Your goal – Every line of the entries with the word "AppState" in it should be shown.

Collected data entries
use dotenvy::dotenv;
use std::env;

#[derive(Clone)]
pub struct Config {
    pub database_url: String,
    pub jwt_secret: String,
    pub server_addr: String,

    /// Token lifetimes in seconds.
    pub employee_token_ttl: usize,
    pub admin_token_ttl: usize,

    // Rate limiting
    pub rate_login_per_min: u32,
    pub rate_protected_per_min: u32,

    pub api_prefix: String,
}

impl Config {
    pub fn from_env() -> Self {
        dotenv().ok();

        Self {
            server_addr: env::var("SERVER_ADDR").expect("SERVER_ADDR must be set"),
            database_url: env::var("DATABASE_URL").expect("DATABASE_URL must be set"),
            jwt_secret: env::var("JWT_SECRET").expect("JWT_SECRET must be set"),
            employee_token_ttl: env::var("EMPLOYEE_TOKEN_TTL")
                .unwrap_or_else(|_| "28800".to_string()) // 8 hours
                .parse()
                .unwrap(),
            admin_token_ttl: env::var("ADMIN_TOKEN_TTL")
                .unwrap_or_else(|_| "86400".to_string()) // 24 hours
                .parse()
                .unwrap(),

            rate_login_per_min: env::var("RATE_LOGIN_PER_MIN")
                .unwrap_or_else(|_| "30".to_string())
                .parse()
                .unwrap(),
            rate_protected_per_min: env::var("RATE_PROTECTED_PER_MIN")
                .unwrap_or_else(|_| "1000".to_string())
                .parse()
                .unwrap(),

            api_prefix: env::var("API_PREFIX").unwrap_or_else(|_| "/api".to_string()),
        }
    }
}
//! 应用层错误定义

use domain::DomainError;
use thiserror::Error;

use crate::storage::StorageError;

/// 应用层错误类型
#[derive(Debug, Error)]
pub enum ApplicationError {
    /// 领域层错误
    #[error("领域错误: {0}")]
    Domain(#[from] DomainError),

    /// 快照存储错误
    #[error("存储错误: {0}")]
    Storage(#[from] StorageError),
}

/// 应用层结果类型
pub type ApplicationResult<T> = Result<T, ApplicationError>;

...

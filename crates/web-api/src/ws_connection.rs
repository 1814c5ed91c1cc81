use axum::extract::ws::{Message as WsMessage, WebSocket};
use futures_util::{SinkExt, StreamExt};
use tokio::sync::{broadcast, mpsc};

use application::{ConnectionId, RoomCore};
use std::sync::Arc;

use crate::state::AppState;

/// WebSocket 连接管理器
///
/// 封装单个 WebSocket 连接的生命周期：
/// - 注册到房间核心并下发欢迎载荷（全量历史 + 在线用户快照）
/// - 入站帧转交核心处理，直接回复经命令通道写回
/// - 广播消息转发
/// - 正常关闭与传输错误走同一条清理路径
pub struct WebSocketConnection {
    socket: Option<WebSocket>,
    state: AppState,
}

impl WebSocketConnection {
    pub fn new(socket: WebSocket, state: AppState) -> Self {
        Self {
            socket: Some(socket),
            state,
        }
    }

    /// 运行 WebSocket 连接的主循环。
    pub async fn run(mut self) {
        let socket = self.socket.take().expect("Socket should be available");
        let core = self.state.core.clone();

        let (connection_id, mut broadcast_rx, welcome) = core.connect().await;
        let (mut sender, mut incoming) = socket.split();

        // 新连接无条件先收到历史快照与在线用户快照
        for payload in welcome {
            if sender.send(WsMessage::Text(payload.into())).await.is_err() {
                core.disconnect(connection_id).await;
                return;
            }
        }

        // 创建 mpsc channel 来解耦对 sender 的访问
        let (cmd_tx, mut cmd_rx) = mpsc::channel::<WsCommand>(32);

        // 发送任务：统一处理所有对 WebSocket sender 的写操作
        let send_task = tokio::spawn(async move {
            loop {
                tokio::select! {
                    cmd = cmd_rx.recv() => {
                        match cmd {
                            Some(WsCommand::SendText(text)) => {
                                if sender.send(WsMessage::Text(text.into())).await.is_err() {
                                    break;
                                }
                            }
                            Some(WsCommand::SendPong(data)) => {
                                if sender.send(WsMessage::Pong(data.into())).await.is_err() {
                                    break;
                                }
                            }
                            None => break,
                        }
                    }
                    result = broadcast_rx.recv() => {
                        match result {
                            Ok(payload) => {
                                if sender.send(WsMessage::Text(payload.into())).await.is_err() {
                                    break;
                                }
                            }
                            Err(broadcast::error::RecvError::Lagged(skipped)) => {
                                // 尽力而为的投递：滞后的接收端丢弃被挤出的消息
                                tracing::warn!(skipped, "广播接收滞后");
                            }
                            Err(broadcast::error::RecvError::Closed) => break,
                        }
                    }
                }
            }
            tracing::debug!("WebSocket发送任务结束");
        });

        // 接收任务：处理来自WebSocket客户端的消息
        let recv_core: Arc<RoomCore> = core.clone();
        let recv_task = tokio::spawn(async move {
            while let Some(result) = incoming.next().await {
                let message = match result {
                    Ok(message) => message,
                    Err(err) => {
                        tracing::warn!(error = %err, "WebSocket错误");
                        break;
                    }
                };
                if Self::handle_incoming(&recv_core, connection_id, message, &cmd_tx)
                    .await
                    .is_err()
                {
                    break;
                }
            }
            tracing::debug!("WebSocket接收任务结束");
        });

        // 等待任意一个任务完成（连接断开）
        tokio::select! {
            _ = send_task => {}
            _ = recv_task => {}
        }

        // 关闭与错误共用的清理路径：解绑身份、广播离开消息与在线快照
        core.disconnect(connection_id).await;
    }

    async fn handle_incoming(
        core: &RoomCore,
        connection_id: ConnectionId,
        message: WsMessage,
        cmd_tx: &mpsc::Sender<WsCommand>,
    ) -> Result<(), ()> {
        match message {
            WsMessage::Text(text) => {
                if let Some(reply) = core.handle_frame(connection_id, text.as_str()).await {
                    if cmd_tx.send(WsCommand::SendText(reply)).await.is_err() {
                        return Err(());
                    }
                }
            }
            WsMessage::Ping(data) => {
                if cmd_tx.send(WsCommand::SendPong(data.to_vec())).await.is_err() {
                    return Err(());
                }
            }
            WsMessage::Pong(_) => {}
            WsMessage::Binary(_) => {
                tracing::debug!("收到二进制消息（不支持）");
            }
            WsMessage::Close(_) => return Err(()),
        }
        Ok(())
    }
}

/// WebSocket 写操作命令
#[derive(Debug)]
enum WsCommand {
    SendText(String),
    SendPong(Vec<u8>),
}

Expected answer –
use crate::state::AppState;
    state: AppState,
    pub fn new(socket: WebSocket, state: AppState) -> Self {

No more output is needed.